As a trained first responder what I loved about it was the inital first-aid the (poor) guy got. That one where someone comes over and straightens out his legs on the mat. Really rilly smart move there guy. With that potential of a serious back injury like that one you don't move the guy until professionally trained EMT's are there. And yet they show him being carted off on some sort of board... no neck-brace ... Ya, now the time is to wonder the aftermath... he probably was okay from the fight itself more than the first-aid he got. Jeez. 
But the move itself ... don't know much about BJJ but I presume that is illegal? But it did happen so fast that the ref didn't have time to stop it. 
The guy doing it... to me it seems that he should've known what that would've done and what it did considering how fast he got off his opponent. 
On the streets that'd been a great move but in a tourney? 
Ya, I feel for the guy. I have an auto-related back injury and know about the pain a hurt like that can give.


----------



## auxprix (Jul 14, 2004)

Watching that video has given me a great fear of newaza. I wanna hear if that boston crab is legal in BJJ tourneys, because (no offense to you Jiu Jitsu-ers) it shouldn't be! It may just be my bleeding judo heart, but that sort of submission should never be used outside of careful practice and self defense.

The deliberateness of the execution makes me think that it could have been legal. That wrestler knew exactly what he was going for; Even I could see what was about to happen. The referee must have either been sitting on his butt, or allowing this to take place.

Now I once gave someone a bad injury,and I was able to move on. But if I had ever given someone THAT type of injury, I would probably be too sickend with myself to ever grapple again.


----------



## Marginal (Jul 14, 2004)

Could just be my lack of knowledge about BJJ, but that didn't look like a submission, or even an intentional move on the one guy's part. Looked more like he was trying to lever the guy into another position and didn't realize that the guy's head was where it was. Small wonder the "Walls of Jericho/Liontamer" transformed into a boston crab in the WWE though. Looked almost exactly like that clip minus the falling backward part.


----------



## Touch Of Death (Jul 14, 2004)

MACaver said:
			
		

> As a trained first responder what I loved about it was the inital first-aid the (poor) guy got. That one where someone comes over and straightens out his legs on the mat. Really rilly smart move there guy. With that potential of a serious back injury like that one you don't move the guy until professionally trained EMT's are there. And yet they show him being carted off on some sort of board... no neck-brace ... Ya, now the time is to wonder the aftermath... he probably was okay from the fight itself more than the first-aid he got. Jeez.
> But the move itself ... don't know much about BJJ but I presume that is illegal? But it did happen so fast that the ref didn't have time to stop it.
> The guy doing it... to me it seems that he should've known what that would've done and what it did considering how fast he got off his opponent.
> On the streets that'd been a great move but in a tourney?
> Ya, I feel for the guy. I have an auto-related back injury and know about the pain a hurt like that can give.

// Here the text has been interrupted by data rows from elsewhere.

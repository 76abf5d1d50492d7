//! The layered configuration manager.

use super::loader::{interpolate, type_name, ConfigLoader, EnvLoader, JsonLoader, YamlLoader};
use super::{deep_merge, insert_path, lookup_path, ConfigLevel, DEFAULT_ENV_PREFIX};
use crate::result::{AutomationError, AutomationResult};
use serde_json::{Map, Value};
use std::collections::BTreeMap;
use std::fmt;
use std::path::{Path, PathBuf};
use tracing::{debug, error, info, warn};

/// Base settings file, relative to the config dir
pub const DEFAULT_CONFIG_FILE: &str = "settings.yaml";
/// Directory of per-environment files
pub const ENV_CONFIG_DIR: &str = "env";
/// Local override file
pub const LOCAL_CONFIG_FILE: &str = "local.yaml";
/// Environment used when `APP_ENV` is unset
pub const DEFAULT_ENV: &str = "dev";

/// How a [`ConfigManager`] finds its sources
#[derive(Debug, Clone)]
pub struct ConfigOptions {
    /// Config directory; falls back to `CONFIG_DIR`, then `./config`
    pub config_dir: Option<PathBuf>,
    /// Environment name; falls back to `APP_ENV`, then `dev`
    pub env: Option<String>,
    /// Prefix of environment variables read into the `EnvVar` layer
    pub env_prefix: String,
    /// Read `PREFIX_*` variables at all
    pub load_env_vars: bool,
    /// Fail instead of warning when the environment file is missing
    pub raise_on_missing_env: bool,
}

impl Default for ConfigOptions {
    fn default() -> Self {
        Self {
            config_dir: None,
            env: None,
            env_prefix: DEFAULT_ENV_PREFIX.to_string(),
            load_env_vars: true,
            raise_on_missing_env: false,
        }
    }
}

impl ConfigOptions {
    /// Defaults
    #[must_use]
    pub fn new() -> Self {
        Self::default()
    }

    /// Read files from `dir`
    #[must_use]
    pub fn config_dir(mut self, dir: impl Into<PathBuf>) -> Self {
        self.config_dir = Some(dir.into());
        self
    }

    /// Load `env/{name}.yaml`
    #[must_use]
    pub fn env(mut self, name: impl Into<String>) -> Self {
        self.env = Some(name.into());
        self
    }

    /// Variable prefix for the `EnvVar` layer
    #[must_use]
    pub fn env_prefix(mut self, prefix: impl Into<String>) -> Self {
        self.env_prefix = prefix.into();
        self
    }

    /// Skip the `EnvVar` layer
    #[must_use]
    pub const fn without_env_vars(mut self) -> Self {
        self.load_env_vars = false;
        self
    }

    /// Make a missing environment file an error
    #[must_use]
    pub const fn raise_on_missing_env(mut self, raise: bool) -> Self {
        self.raise_on_missing_env = raise;
        self
    }

    fn resolve_dir(&self) -> PathBuf {
        self.config_dir
            .clone()
            .or_else(|| std::env::var_os("CONFIG_DIR").map(PathBuf::from))
            .unwrap_or_else(|| PathBuf::from("config"))
    }

    fn resolve_env(&self) -> String {
        self.env
            .clone()
            .or_else(|| std::env::var("APP_ENV").ok())
            .filter(|e| !e.trim().is_empty())
            .unwrap_or_else(|| DEFAULT_ENV.to_string())
            .to_lowercase()
    }
}

/// Layered configuration.
///
/// Each [`ConfigLevel`] holds its own object; lookups read the merged view,
/// rebuilt whenever a layer changes.
pub struct ConfigManager {
    options: ConfigOptions,
    config_dir: PathBuf,
    loaders: Vec<Box<dyn ConfigLoader>>,
    layers: BTreeMap<ConfigLevel, Value>,
    merged: Value,
}

impl fmt::Debug for ConfigManager {
    fn fmt(&self, f: &mut fmt::Formatter<'_>) -> fmt::Result {
        f.debug_struct("ConfigManager")
            .field("config_dir", &self.config_dir)
            .field("env", &self.options.env)
            .field("levels", &self.layers.keys().collect::<Vec<_>>())
            .finish()
    }
}

impl Default for ConfigManager {
    fn default() -> Self {
        Self::empty()
    }
}

impl ConfigManager {
    /// A manager with no layers loaded
    #[must_use]
    pub fn empty() -> Self {
        Self::unloaded(ConfigOptions::default().without_env_vars())
    }

    fn unloaded(options: ConfigOptions) -> Self {
        Self {
            config_dir: options.resolve_dir(),
            options,
            loaders: vec![Box::new(YamlLoader), Box::new(JsonLoader)],
            layers: BTreeMap::new(),
            merged: Value::Object(Map::new()),
        }
    }

    /// Create a manager and load every source.
    ///
    /// # Errors
    ///
    /// Returns `ConfigFile` only when `raise_on_missing_env` is set and the
    /// environment file does not exist. Other unreadable files are logged and
    /// skipped.
    pub fn new(options: ConfigOptions) -> AutomationResult<Self> {
        let mut manager = Self::unloaded(options);
        manager.load()?;
        Ok(manager)
    }

    /// Add a loader for another file format
    pub fn register_loader(&mut self, loader: Box<dyn ConfigLoader>) {
        self.loaders.push(loader);
    }

    /// Directory files are read from
    #[must_use]
    pub fn config_dir(&self) -> &Path {
        &self.config_dir
    }

    /// Active environment name
    #[must_use]
    pub fn env_name(&self) -> String {
        self.options.resolve_env()
    }

    /// Load settings, environment and local files plus environment variables.
    ///
    /// # Errors
    ///
    /// See [`ConfigManager::new`].
    pub fn load(&mut self) -> AutomationResult<()> {
        let env = self.env_name();
        info!(dir = %self.config_dir.display(), env = %env, "loading configuration");

        let sources = [
            (self.config_dir.join(DEFAULT_CONFIG_FILE), ConfigLevel::Default),
            (
                self.config_dir.join(ENV_CONFIG_DIR).join(format!("{env}.yaml")),
                ConfigLevel::Environment,
            ),
            (self.config_dir.join(LOCAL_CONFIG_FILE), ConfigLevel::Local),
        ];
        for (path, level) in &sources {
            let _ = self.load_file(path, *level)?;
        }

        if self.options.load_env_vars {
            let vars = EnvLoader::new(self.options.env_prefix.clone()).load();
            if vars.as_object().is_some_and(|m| !m.is_empty()) {
                let _ = self.layers.insert(ConfigLevel::EnvVar, vars);
            }
        }

        self.merge();
        Ok(())
    }

    /// Drop every layer and load again
    ///
    /// # Errors
    ///
    /// See [`ConfigManager::new`].
    pub fn reload(&mut self) -> AutomationResult<()> {
        self.layers.clear();
        self.load()
    }

    /// Merge one file into `level`. Returns whether anything was loaded.
    ///
    /// # Errors
    ///
    /// Returns `ConfigFile` for a missing environment file when
    /// `raise_on_missing_env` is set. Other problems are logged.
    pub fn load_file(&mut self, path: &Path, level: ConfigLevel) -> AutomationResult<bool> {
        if !path.exists() {
            match level {
                ConfigLevel::Local => debug!(path = %path.display(), "no local config file"),
                ConfigLevel::Environment if self.options.raise_on_missing_env => {
                    return Err(AutomationError::ConfigFile {
                        path: path.display().to_string(),
                        message: "environment config file not found".to_string(),
                    });
                }
                _ => warn!(path = %path.display(), %level, "config file not found"),
            }
            return Ok(false);
        }

        let Some(loader) = self.loaders.iter().find(|l| l.supports(path)) else {
            warn!(path = %path.display(), "unsupported config file type");
            return Ok(false);
        };

        let value = match loader.load(path) {
            Ok(value) => value,
            Err(e) => {
                error!(path = %path.display(), error = %e, "failed to load config file");
                return Ok(false);
            }
        };

        if value.as_object().is_some_and(Map::is_empty) {
            debug!(path = %path.display(), "config file is empty");
            return Ok(false);
        }

        let layer = self
            .layers
            .entry(level)
            .or_insert_with(|| Value::Object(Map::new()));
        deep_merge(&value, layer);
        debug!(path = %path.display(), %level, "loaded config file");
        self.merge();
        Ok(true)
    }

    fn merge(&mut self) {
        let mut merged = Value::Object(Map::new());
        for layer in self.layers.values() {
            deep_merge(layer, &mut merged);
        }
        interpolate(&mut merged);
        self.merged = merged;
    }

    /// Raw contents of one layer
    #[must_use]
    pub fn level(&self, level: ConfigLevel) -> Option<&Value> {
        self.layers.get(&level)
    }

    /// Empty one layer
    pub fn clear_level(&mut self, level: ConfigLevel) {
        if self.layers.remove(&level).is_some() {
            debug!(%level, "cleared config level");
        }
        self.merge();
    }

    /// Set `path` in the `Test` layer
    pub fn set(&mut self, path: &str, value: impl Into<Value>) {
        let segments: Vec<&str> = path.split('.').collect();
        let layer = self
            .layers
            .entry(ConfigLevel::Test)
            .or_insert_with(|| Value::Object(Map::new()));
        insert_path(layer, &segments, value.into());
        self.merge();
    }

    /// Value at a dot path
    #[must_use]
    pub fn get(&self, path: &str) -> Option<&Value> {
        lookup_path(&self.merged, path)
    }

    /// Whether `path` resolves to a value
    #[must_use]
    pub fn is_set(&self, path: &str) -> bool {
        self.get(path).is_some()
    }

    /// The merged configuration
    #[must_use]
    pub const fn get_all(&self) -> &Value {
        &self.merged
    }

    fn mismatch(path: &str, expected: &str, found: &Value) {
        warn!(
            key = path,
            expected,
            found = type_name(found),
            "config value has wrong type, using default"
        );
    }

    /// String at `path`; non-strings are rendered as text
    #[must_use]
    pub fn get_str(&self, path: &str, default: &str) -> String {
        match self.get(path) {
            None | Some(Value::Null) => default.to_string(),
            Some(Value::String(s)) => s.clone(),
            Some(other) => other.to_string(),
        }
    }

    /// Integer at `path`; digit strings are parsed
    #[must_use]
    pub fn get_int(&self, path: &str, default: i64) -> i64 {
        match self.get(path) {
            None | Some(Value::Null) => default,
            Some(Value::Number(n)) if n.is_i64() => n.as_i64().unwrap_or(default),
            Some(Value::String(s)) if s.trim().parse::<i64>().is_ok() => {
                s.trim().parse().unwrap_or(default)
            }
            Some(other) => {
                Self::mismatch(path, "int", other);
                default
            }
        }
    }

    /// Float at `path`; integers and numeric strings are accepted
    #[must_use]
    pub fn get_float(&self, path: &str, default: f64) -> f64 {
        match self.get(path) {
            None | Some(Value::Null) => default,
            Some(Value::Number(n)) => n.as_f64().unwrap_or(default),
            Some(Value::String(s)) => s.trim().parse().unwrap_or_else(|_| {
                Self::mismatch(path, "float", &Value::String(s.clone()));
                default
            }),
            Some(other) => {
                Self::mismatch(path, "float", other);
                default
            }
        }
    }

    /// Bool at `path`; `true/yes/1`, `false/no/0` and the integers 0/1 are
    /// accepted
    #[must_use]
    pub fn get_bool(&self, path: &str, default: bool) -> bool {
        match self.get(path) {
            None | Some(Value::Null) => default,
            Some(Value::Bool(b)) => *b,
            Some(Value::String(s)) => match s.trim().to_lowercase().as_str() {
                "true" | "yes" | "1" => true,
                "false" | "no" | "0" => false,
                _ => {
                    Self::mismatch(path, "bool", &Value::String(s.clone()));
                    default
                }
            },
            Some(Value::Number(n)) if n.as_i64() == Some(1) => true,
            Some(Value::Number(n)) if n.as_i64() == Some(0) => false,
            Some(other) => {
                Self::mismatch(path, "bool", other);
                default
            }
        }
    }

    /// List at `path`
    #[must_use]
    pub fn get_list(&self, path: &str, default: Vec<Value>) -> Vec<Value> {
        match self.get(path) {
            None | Some(Value::Null) => default,
            Some(Value::Array(items)) => items.clone(),
            Some(other) => {
                Self::mismatch(path, "list", other);
                default
            }
        }
    }

    /// Mapping at `path`; empty when missing or not a mapping
    #[must_use]
    pub fn get_dict(&self, path: &str) -> Map<String, Value> {
        match self.get(path) {
            None | Some(Value::Null) => Map::new(),
            Some(Value::Object(map)) => map.clone(),
            Some(other) => {
                Self::mismatch(path, "mapping", other);
                Map::new()
            }
        }
    }

    /// Required string at `path`.
    ///
    /// # Errors
    ///
    /// Returns `ConfigKey` when missing or empty and `ConfigType` when the
    /// value is not a string.
    pub fn require_str(&self, path: &str) -> AutomationResult<String> {
        match self.get(path) {
            None | Some(Value::Null) => Err(AutomationError::ConfigKey {
                key: path.to_string(),
            }),
            Some(Value::String(s)) if s.is_empty() => Err(AutomationError::ConfigKey {
                key: path.to_string(),
            }),
            Some(Value::String(s)) => Ok(s.clone()),
            Some(_) => Err(AutomationError::ConfigType {
                key: path.to_string(),
                expected: "string".to_string(),
            }),
        }
    }
}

Now hold it right there. Lots of BJJ moves will flat out kill you, and it is the practitioners job to position himself to prevent such an occurance. The guy on bottom was just to tired to be "alive" for that move.
Sean


----------



## hedgehogey (Jul 14, 2004)

Well I think we can draw one big conclusion from this video: It's only a sport. How can you hurt someone if you train just to make him tap, huh? Just ask that guy in the video.


----------



## Old Fat Kenpoka (Jul 14, 2004)

I think what happened was that the man on top was trying to do a standing guard pass.  The guy on bottom was trying to keep his guard closed and trying to do a sweep.  The guy on top was trying to avoid the sweep.  The guy on bottom should have let go.  Just my take.


----------



## MA-Caver (Jul 15, 2004)

Touch'O'Death said:
			
		

> Now hold it right there. Lots of BJJ moves will flat out kill you, and it is the practitioners job to position himself to prevent such an occurance. The guy on bottom was just to tired to be "alive" for that move.
> Sean



Grins, well I _did_  concede that I didn't know  :idunno: much about BJJ in the first place didn't I??  
I made a mental note not to piss off a BJJ-ist... or at least not go to ground with him.  :uhyeah:


----------



## gusano (Jul 18, 2004)

Wow, that was hard to watch! I hope that guy is alright.
The guy on the top didn't control the sleeve before he stood up, which enabled the guy on the bottom to come under and around the leg he initially stood on.
It's better if you have control of the standing guys same side arm along with the leg. The guy on the bottom had a sweep option available to him if he would have opened his legs. I think this was clearly accidental and a couple of things enabled it to occur. 1. The guy on the bottom was arched (hyperextendeded) too far back. It is good to be on your shoulder, because that is what you will roll over instead of your head, but he had his entire back arched (hyperextended) *and *2. He refused to open his guard. Even to do the sweep/reversal he would have to open his guard and swing his left leg in front of and around his standing opponent while rolling over his right shoulder to end up on his knees, along his opponents left side and facing the same direction *and *still in control of the opponents left leg. He could then stand to complete the sweep/takedown by raising the trapped leg and sweeping the remaining standing leg.
Easy for me to say in the comfort of my office. Unfortunate occurence. IMO clearly an accident. I hope the guy is o.k.


----------



## grappling_mandala (Jul 18, 2004)

Old Fat Kenpoka said:
			
		

> I think what happened was that the man on top was trying to do a standing guard pass. The guy on bottom was trying to keep his guard closed and trying to do a sweep. The guy on top was trying to avoid the sweep. The guy on bottom should have let go. Just my take.


I agree,

Dave


----------



## JDenz (Jul 30, 2004)

What a sissy.  Owww my back.  Lol.  Well that is what you get for trying to force things and being stubborn it sucks but it is part of the sport.


----------